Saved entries
-.-.-
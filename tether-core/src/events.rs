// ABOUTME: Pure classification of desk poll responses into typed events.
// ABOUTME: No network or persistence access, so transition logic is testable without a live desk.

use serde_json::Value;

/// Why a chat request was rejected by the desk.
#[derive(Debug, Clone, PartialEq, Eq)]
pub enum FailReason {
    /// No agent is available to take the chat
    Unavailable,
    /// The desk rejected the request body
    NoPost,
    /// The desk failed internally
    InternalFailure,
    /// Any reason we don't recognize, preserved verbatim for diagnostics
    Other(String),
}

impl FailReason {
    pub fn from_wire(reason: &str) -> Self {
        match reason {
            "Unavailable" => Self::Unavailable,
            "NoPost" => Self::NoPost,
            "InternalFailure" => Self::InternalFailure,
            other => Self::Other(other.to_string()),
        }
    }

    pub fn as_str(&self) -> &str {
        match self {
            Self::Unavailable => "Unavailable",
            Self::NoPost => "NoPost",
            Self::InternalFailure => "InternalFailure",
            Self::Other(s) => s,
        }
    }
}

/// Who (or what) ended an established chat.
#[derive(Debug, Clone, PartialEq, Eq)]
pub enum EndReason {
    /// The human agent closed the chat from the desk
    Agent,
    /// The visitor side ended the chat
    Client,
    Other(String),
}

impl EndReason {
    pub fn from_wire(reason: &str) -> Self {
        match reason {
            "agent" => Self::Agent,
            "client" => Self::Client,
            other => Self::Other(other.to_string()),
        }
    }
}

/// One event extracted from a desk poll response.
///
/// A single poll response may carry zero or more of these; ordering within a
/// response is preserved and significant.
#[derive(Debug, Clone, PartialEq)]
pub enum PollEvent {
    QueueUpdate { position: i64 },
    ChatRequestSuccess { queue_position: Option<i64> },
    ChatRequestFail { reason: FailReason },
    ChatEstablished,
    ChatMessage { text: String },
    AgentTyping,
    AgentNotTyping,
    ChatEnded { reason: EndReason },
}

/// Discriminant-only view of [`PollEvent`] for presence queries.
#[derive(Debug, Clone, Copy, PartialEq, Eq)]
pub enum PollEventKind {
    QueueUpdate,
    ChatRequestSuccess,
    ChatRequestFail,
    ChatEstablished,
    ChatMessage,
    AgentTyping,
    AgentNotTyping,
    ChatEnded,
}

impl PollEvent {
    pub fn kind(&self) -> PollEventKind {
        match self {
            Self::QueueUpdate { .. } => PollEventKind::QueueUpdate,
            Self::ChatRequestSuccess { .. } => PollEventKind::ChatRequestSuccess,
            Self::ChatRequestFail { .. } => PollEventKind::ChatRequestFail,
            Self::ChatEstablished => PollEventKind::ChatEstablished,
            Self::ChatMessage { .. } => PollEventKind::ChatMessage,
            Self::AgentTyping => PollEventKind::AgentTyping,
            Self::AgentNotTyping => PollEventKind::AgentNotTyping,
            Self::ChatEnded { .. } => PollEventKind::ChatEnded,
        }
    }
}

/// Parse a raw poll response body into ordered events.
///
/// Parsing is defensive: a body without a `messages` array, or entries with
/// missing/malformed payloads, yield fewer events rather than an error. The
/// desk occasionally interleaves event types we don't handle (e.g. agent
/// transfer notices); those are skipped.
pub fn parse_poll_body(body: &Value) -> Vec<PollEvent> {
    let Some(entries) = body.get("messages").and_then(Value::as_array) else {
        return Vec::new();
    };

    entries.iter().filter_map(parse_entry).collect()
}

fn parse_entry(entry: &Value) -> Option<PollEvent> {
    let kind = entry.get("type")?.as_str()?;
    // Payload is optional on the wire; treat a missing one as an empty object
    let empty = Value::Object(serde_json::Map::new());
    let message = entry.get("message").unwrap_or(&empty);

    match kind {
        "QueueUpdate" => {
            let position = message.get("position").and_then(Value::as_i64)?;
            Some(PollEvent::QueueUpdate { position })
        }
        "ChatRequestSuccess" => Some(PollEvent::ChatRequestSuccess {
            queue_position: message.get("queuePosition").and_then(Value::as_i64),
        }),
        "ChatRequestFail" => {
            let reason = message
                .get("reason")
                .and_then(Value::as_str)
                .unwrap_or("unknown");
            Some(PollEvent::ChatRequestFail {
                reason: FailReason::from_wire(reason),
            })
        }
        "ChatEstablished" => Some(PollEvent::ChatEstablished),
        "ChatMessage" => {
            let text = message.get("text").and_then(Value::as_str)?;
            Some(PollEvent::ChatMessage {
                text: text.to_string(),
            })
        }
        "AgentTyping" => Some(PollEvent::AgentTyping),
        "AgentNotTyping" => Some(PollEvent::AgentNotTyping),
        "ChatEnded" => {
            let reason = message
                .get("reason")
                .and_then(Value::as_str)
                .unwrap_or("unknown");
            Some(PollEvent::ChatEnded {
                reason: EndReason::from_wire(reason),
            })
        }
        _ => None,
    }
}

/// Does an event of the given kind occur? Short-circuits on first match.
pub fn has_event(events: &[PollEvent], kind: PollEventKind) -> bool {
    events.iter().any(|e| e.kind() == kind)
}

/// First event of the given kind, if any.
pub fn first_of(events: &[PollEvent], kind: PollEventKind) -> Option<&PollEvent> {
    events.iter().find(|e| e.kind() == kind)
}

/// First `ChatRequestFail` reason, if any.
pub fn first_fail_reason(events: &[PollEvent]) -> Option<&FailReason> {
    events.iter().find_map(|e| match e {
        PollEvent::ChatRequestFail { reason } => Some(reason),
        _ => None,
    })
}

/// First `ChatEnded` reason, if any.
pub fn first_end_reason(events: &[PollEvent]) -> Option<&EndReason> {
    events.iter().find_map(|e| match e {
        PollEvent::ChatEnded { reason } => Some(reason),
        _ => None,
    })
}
-.-.-
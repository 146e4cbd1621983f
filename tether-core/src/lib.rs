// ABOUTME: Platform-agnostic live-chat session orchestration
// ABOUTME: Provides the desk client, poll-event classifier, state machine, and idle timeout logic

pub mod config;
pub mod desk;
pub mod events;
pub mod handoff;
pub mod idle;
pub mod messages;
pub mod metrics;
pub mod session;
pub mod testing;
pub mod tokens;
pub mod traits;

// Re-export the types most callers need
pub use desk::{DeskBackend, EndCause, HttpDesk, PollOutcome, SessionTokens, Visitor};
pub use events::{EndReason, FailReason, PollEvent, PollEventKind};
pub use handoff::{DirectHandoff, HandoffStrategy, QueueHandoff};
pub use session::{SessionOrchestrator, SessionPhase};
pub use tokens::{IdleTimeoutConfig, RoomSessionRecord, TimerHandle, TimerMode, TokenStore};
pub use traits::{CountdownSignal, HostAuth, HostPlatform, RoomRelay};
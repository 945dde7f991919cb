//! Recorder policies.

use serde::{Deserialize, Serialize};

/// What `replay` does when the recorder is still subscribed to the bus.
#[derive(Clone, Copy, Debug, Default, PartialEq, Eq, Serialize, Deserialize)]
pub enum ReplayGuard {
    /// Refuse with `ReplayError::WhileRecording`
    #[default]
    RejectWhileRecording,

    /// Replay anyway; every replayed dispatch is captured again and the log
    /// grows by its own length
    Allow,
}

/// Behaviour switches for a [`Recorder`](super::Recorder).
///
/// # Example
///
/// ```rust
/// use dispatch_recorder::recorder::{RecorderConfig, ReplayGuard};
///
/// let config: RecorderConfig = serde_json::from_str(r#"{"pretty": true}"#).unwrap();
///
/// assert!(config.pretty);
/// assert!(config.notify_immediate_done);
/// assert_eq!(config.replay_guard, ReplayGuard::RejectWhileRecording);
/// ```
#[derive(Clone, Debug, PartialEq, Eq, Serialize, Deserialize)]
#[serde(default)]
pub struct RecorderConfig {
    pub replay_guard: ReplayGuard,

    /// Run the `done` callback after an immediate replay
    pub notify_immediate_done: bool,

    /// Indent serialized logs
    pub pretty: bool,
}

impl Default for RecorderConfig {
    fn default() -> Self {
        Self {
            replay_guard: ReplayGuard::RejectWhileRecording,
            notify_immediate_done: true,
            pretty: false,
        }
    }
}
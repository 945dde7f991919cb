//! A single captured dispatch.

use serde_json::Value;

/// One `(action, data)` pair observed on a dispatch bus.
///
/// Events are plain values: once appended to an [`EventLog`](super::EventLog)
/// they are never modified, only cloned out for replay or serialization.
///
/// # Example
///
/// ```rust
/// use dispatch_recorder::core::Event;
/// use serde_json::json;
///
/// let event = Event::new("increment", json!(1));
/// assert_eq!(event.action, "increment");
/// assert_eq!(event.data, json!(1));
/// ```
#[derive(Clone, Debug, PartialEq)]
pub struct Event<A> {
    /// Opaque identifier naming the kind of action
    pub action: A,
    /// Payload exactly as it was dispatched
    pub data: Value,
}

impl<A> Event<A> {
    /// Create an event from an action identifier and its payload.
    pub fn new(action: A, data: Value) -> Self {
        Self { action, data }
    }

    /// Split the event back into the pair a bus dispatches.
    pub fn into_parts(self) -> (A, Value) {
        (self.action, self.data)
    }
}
-.-.-
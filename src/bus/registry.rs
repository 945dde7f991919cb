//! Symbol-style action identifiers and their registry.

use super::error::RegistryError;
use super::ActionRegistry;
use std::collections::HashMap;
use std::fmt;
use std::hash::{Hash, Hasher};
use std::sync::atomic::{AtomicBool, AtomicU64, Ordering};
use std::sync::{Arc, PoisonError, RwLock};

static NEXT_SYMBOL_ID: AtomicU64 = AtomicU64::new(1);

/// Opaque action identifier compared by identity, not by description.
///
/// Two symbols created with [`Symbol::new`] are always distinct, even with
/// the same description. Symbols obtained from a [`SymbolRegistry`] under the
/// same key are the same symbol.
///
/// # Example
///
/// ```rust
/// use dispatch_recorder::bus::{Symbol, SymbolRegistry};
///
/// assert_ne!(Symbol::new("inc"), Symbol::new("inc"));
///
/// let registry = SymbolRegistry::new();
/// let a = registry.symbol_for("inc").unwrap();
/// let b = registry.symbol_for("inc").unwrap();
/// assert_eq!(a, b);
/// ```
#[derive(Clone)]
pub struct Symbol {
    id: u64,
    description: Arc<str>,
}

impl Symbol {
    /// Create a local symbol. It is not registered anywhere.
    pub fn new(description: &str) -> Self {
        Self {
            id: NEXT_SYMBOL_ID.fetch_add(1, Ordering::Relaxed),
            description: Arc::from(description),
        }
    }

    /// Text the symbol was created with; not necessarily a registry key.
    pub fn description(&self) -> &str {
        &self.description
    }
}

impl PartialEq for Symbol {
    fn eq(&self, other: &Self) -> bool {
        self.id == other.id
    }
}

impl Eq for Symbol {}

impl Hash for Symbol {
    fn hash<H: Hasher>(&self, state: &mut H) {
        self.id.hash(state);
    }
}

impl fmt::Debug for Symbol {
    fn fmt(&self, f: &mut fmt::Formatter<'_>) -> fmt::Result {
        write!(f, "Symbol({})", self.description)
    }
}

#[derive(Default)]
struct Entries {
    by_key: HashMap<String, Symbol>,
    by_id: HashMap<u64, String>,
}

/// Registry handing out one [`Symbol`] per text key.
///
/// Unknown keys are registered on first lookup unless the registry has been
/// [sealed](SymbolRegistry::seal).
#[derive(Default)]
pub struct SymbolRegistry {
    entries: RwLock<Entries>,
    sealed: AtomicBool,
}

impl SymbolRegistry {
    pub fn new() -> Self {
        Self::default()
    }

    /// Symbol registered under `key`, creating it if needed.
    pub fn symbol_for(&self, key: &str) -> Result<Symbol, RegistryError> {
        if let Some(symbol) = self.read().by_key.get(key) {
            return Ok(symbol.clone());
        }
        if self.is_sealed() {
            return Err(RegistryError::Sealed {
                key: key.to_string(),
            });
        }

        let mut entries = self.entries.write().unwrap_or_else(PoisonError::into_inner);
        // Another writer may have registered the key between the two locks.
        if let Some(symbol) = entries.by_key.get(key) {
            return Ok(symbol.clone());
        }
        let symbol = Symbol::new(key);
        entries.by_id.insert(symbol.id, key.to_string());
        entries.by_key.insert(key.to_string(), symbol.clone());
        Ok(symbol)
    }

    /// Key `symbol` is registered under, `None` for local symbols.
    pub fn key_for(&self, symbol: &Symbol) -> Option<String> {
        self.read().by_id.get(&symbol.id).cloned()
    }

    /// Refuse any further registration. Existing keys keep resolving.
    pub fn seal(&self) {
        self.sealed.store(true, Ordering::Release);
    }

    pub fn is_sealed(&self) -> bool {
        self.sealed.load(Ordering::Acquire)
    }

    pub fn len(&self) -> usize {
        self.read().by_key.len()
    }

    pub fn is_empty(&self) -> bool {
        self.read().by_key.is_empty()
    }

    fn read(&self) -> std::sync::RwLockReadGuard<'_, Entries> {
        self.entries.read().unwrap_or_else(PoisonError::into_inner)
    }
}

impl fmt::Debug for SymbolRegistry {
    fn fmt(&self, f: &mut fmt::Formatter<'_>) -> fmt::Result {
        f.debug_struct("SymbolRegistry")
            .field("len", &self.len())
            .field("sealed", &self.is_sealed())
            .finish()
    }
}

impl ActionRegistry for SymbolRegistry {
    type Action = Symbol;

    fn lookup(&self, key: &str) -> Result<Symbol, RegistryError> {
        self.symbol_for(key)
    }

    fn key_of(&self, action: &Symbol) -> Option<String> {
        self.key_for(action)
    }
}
-.-.-
TRY IT: The required output is a copy of each line in the records where the string "Result" occurs.

ANSWER FOR THE TASK:
    fn fmt(&self, f: &mut fmt::Formatter<'_>) -> fmt::Result {
    pub fn symbol_for(&self, key: &str) -> Result<Symbol, RegistryError> {
    fn fmt(&self, f: &mut fmt::Formatter<'_>) -> fmt::Result {
    fn lookup(&self, key: &str) -> Result<Symbol, RegistryError> {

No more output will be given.